> DATASET EXTRACT
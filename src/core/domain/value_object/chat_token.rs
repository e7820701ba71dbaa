use crate::core::domain::error::ValidationError;

/// The chat transport credential.
///
/// Opaque to this crate: the bridge never interprets the token, it only
/// hands it to the embedding chat transport. Validation is limited to the
/// shape any sane credential has (single line, no whitespace).
#[derive(Clone)]
pub struct ChatToken(String);

impl ChatToken {
    /// Creates a new token without validation.
    pub(crate) fn new_unchecked(token: String) -> Self {
        Self(token)
    }

    /// Returns the token as a string slice.
    #[must_use]
    pub fn as_str(&self) -> &str {
        &self.0
    }
}

// Keep the secret out of debug output.
impl std::fmt::Debug for ChatToken {
    fn fmt(&self, f: &mut std::fmt::Formatter<'_>) -> std::fmt::Result {
        f.write_str("ChatToken(***)")
    }
}

/// Validates a chat transport credential.
pub(crate) fn validate_chat_token(token: &str) -> Result<(), ValidationError> {
    if token.is_empty() {
        return Err(ValidationError::Field {
            field: "chat_token".to_string(),
            message: "Chat token cannot be empty".to_string(),
        });
    }
    if token.len() > 256 {
        return Err(ValidationError::Format(
            "Chat token exceeds maximum length of 256 characters".to_string(),
        ));
    }
    if token.chars().any(|c| c.is_whitespace() || c.is_control()) {
        return Err(ValidationError::Format(
            "Chat token must not contain whitespace or control characters".to_string(),
        ));
    }
    Ok(())
}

> AIM OF THE TASK
Write out each record exactly, without addition or omission.

> RESULT OF THE EXERCISE
filename src/core/domain/value_object/chat_token.rs
repository e7820701ba71dbaa
use crate::core::domain::error::ValidationError;

/// The chat transport credential.
///
/// Opaque to this crate: the bridge never interprets the token, it only
/// hands it to the embedding chat transport. Validation is limited to the
/// shape any sane credential has (single line, no whitespace).
#[derive(Clone)]
pub struct ChatToken(String);

impl ChatToken {
    /// Creates a new token without validation.
    pub(crate) fn new_unchecked(token: String) -> Self {
        Self(token)
    }

    /// Returns the token as a string slice.
    #[must_use]
    pub fn as_str(&self) -> &str {
        &self.0
    }
}

// Keep the secret out of debug output.
impl std::fmt::Debug for ChatToken {
    fn fmt(&self, f: &mut std::fmt::Formatter<'_>) -> std::fmt::Result {
        f.write_str("ChatToken(***)")
    }
}

/// Validates a chat transport credential.
pub(crate) fn validate_chat_token(token: &str) -> Result<(), ValidationError> {
    if token.is_empty() {
        return Err(ValidationError::Field {
            field: "chat_token".to_string(),
            message: "Chat token cannot be empty".to_string(),
        });
    }
    if token.len() > 256 {
        return Err(ValidationError::Format(
            "Chat token exceeds maximum length of 256 characters".to_string(),
        ));
    }
    if token.chars().any(|c| c.is_whitespace() || c.is_control()) {
        return Err(ValidationError::Format(
            "Chat token must not contain whitespace or control characters".to_string(),
        ));
    }
    Ok(())
}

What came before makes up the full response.